About this task: All of the records should be restated word for word.

(Stored data)
[Start of section]

//! Running a callback inside a host transaction.

use std::panic::{self, AssertUnwindSafe};

use crate::host::{Document, HostError, Transaction, TransactionStatus};

/// Run `callback` inside a transaction named `name` on `document`.
///
/// `Ok` commits. `Err` or a panic rolls the transaction back if it is still
/// started, then the original error is returned (or the original panic
/// resumed) unchanged. Host failures to begin or commit are converted into
/// `E`. A failed rollback is logged and never replaces the original error.
pub fn run_in_transaction<T, E, F>(document: &dyn Document, name: &str, callback: F) -> Result<T, E>
where
    E: From<HostError>,
    F: FnOnce(&dyn Document) -> Result<T, E>,
{
    let mut transaction = document.begin_transaction(name)?;

    let outcome = panic::catch_unwind(AssertUnwindSafe(|| callback(document)));

    match outcome {
        Ok(Ok(value)) => match transaction.commit() {
            Ok(()) => Ok(value),
            Err(err) => {
                roll_back(transaction.as_mut());
                Err(err.into())
            }
        },
        Ok(Err(err)) => {
            roll_back(transaction.as_mut());
            Err(err)
        }
        Err(payload) => {
            roll_back(transaction.as_mut());
            drop(transaction);
            panic::resume_unwind(payload)
        }
    }
}

fn roll_back(transaction: &mut dyn Transaction) {
    if transaction.status() != TransactionStatus::Started {
        return;
    }
    if let Err(err) = transaction.rollback() {
        tracing::warn!(transaction = transaction.name(), error = %err, "rollback failed");
    }
}

#[cfg(test)]
mod tests {
    use super::*;
    use crate::host::MemoryDocument;

    #[derive(Debug, PartialEq)]
    enum ScriptError {
        Host(HostError),
        Invalid(&'static str),
    }

    impl From<HostError> for ScriptError {
        fn from(err: HostError) -> Self {
            ScriptError::Host(err)
        }
    }

    #[test]
    fn test_success_commits() {
        let doc = MemoryDocument::new("Model");
        let value = run_in_transaction(&doc, "Set", |d| {
            d.set_parameter("a", "1")?;
            Ok::<_, ScriptError>(42)
        })
        .unwrap();

        assert_eq!(value, 42);
        assert_eq!(doc.parameter("a").as_deref(), Some("1"));
        assert_eq!(doc.history(), vec!["Set"]);
    }

    #[test]
    fn test_error_rolls_back_and_returns_original() {
        let doc = MemoryDocument::with_parameters("Model", [("a", "1")]);
        let err = run_in_transaction(&doc, "Bad edit", |d| {
            d.set_parameter("a", "2")?;
            Err::<(), _>(ScriptError::Invalid("width must be positive"))
        })
        .unwrap_err();

        assert_eq!(err, ScriptError::Invalid("width must be positive"));
        assert_eq!(doc.parameter("a").as_deref(), Some("1"));
        assert!(doc.history().is_empty());
        assert!(!doc.has_open_transaction());
    }

    #[test]
    fn test_panic_rolls_back_and_resumes_original_payload() {
        let doc = MemoryDocument::new("Model");
        let caught = panic::catch_unwind(AssertUnwindSafe(|| {
            let _ = run_in_transaction(&doc, "Crash", |d| {
                d.set_parameter("x", "1")?;
                if d.parameter("x").is_some() {
                    panic!("original failure");
                }
                Ok::<(), ScriptError>(())
            });
        }));

        let payload = caught.unwrap_err();
        assert_eq!(payload.downcast_ref::<&str>(), Some(&"original failure"));
        assert!(doc.parameters().is_empty());
        assert!(!doc.has_open_transaction());
    }

    #[test]
    fn test_commit_failure_rolls_back() {
        let doc = MemoryDocument::new("Model");
        doc.reject_commits(true);
        let err = run_in_transaction(&doc, "Rejected", |d| {
            d.set_parameter("x", "1")?;
            Ok::<(), ScriptError>(())
        })
        .unwrap_err();

        assert!(matches!(err, ScriptError::Host(HostError::Rejected(_))));
        assert!(doc.parameters().is_empty());
        assert!(!doc.has_open_transaction());
    }

    #[test]
    fn test_begin_failure_skips_callback() {
        let doc = MemoryDocument::new("Model");
        let _open = doc.begin_transaction("Outer").unwrap();
        let mut called = false;
        let err = run_in_transaction(&doc, "Inner", |_| {
            called = true;
            Ok::<(), ScriptError>(())
        })
        .unwrap_err();

        assert!(!called);
        assert_eq!(err, ScriptError::Host(HostError::TransactionOpen("Outer".to_string())));
    }
}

[End of section]

Reply:
//! Running a callback inside a host transaction.

use std::panic::{self, AssertUnwindSafe};

use crate::host::{Document, HostError, Transaction, TransactionStatus};

/// Run `callback` inside a transaction named `name` on `document`.
///
/// `Ok` commits. `Err` or a panic rolls the transaction back if it is still
/// started, then the original error is returned (or the original panic
/// resumed) unchanged. Host failures to begin or commit are converted into
/// `E`. A failed rollback is logged and never replaces the original error.
pub fn run_in_transaction<T, E, F>(document: &dyn Document, name: &str, callback: F) -> Result<T, E>
where
    E: From<HostError>,
    F: FnOnce(&dyn Document) -> Result<T, E>,
{
    let mut transaction = document.begin_transaction(name)?;

    let outcome = panic::catch_unwind(AssertUnwindSafe(|| callback(document)));

    match outcome {
        Ok(Ok(value)) => match transaction.commit() {
            Ok(()) => Ok(value),
            Err(err) => {
                roll_back(transaction.as_mut());
                Err(err.into())
            }
        },
        Ok(Err(err)) => {
            roll_back(transaction.as_mut());
            Err(err)
        }
        Err(payload) => {
            roll_back(transaction.as_mut());
            drop(transaction);
            panic::resume_unwind(payload)
        }
    }
}

fn roll_back(transaction: &mut dyn Transaction) {
    if transaction.status() != TransactionStatus::Started {
        return;
    }
    if let Err(err) = transaction.rollback() {
        tracing::warn!(transaction = transaction.name(), error = %err, "rollback failed");
    }
}

#[cfg(test)]
mod tests {
    use super::*;
    use crate::host::MemoryDocument;

    #[derive(Debug, PartialEq)]
    enum ScriptError {
        Host(HostError),
        Invalid(&'static str),
    }

    impl From<HostError> for ScriptError {
        fn from(err: HostError) -> Self {
            ScriptError::Host(err)
        }
    }

    #[test]
    fn test_success_commits() {
        let doc = MemoryDocument::new("Model");
        let value = run_in_transaction(&doc, "Set", |d| {
            d.set_parameter("a", "1")?;
            Ok::<_, ScriptError>(42)
        })
        .unwrap();

        assert_eq!(value, 42);
        assert_eq!(doc.parameter("a").as_deref(), Some("1"));
        assert_eq!(doc.history(), vec!["Set"]);
    }

    #[test]
    fn test_error_rolls_back_and_returns_original() {
        let doc = MemoryDocument::with_parameters("Model", [("a", "1")]);
        let err = run_in_transaction(&doc, "Bad edit", |d| {
            d.set_parameter("a", "2")?;
            Err::<(), _>(ScriptError::Invalid("width must be positive"))
        })
        .unwrap_err();

        assert_eq!(err, ScriptError::Invalid("width must be positive"));
        assert_eq!(doc.parameter("a").as_deref(), Some("1"));
        assert!(doc.history().is_empty());
        assert!(!doc.has_open_transaction());
    }

    #[test]
    fn test_panic_rolls_back_and_resumes_original_payload() {
        let doc = MemoryDocument::new("Model");
        let caught = panic::catch_unwind(AssertUnwindSafe(|| {
            let _ = run_in_transaction(&doc, "Crash", |d| {
                d.set_parameter("x", "1")?;
                if d.parameter("x").is_some() {
                    panic!("original failure");
                }
                Ok::<(), ScriptError>(())
            });
        }));

        let payload = caught.unwrap_err();
        assert_eq!(payload.downcast_ref::<&str>(), Some(&"original failure"));
        assert!(doc.parameters().is_empty());
        assert!(!doc.has_open_transaction());
    }

    #[test]
    fn test_commit_failure_rolls_back() {
        let doc = MemoryDocument::new("Model");
        doc.reject_commits(true);
        let err = run_in_transaction(&doc, "Rejected", |d| {
            d.set_parameter("x", "1")?;
            Ok::<(), ScriptError>(())
        })
        .unwrap_err();

        assert!(matches!(err, ScriptError::Host(HostError::Rejected(_))));
        assert!(doc.parameters().is_empty());
        assert!(!doc.has_open_transaction());
    }

    #[test]
    fn test_begin_failure_skips_callback() {
        let doc = MemoryDocument::new("Model");
        let _open = doc.begin_transaction("Outer").unwrap();
        let mut called = false;
        let err = run_in_transaction(&doc, "Inner", |_| {
            called = true;
            Ok::<(), ScriptError>(())
        })
        .unwrap_err();

        assert!(!called);
        assert_eq!(err, ScriptError::Host(HostError::TransactionOpen("Outer".to_string())));
    }
}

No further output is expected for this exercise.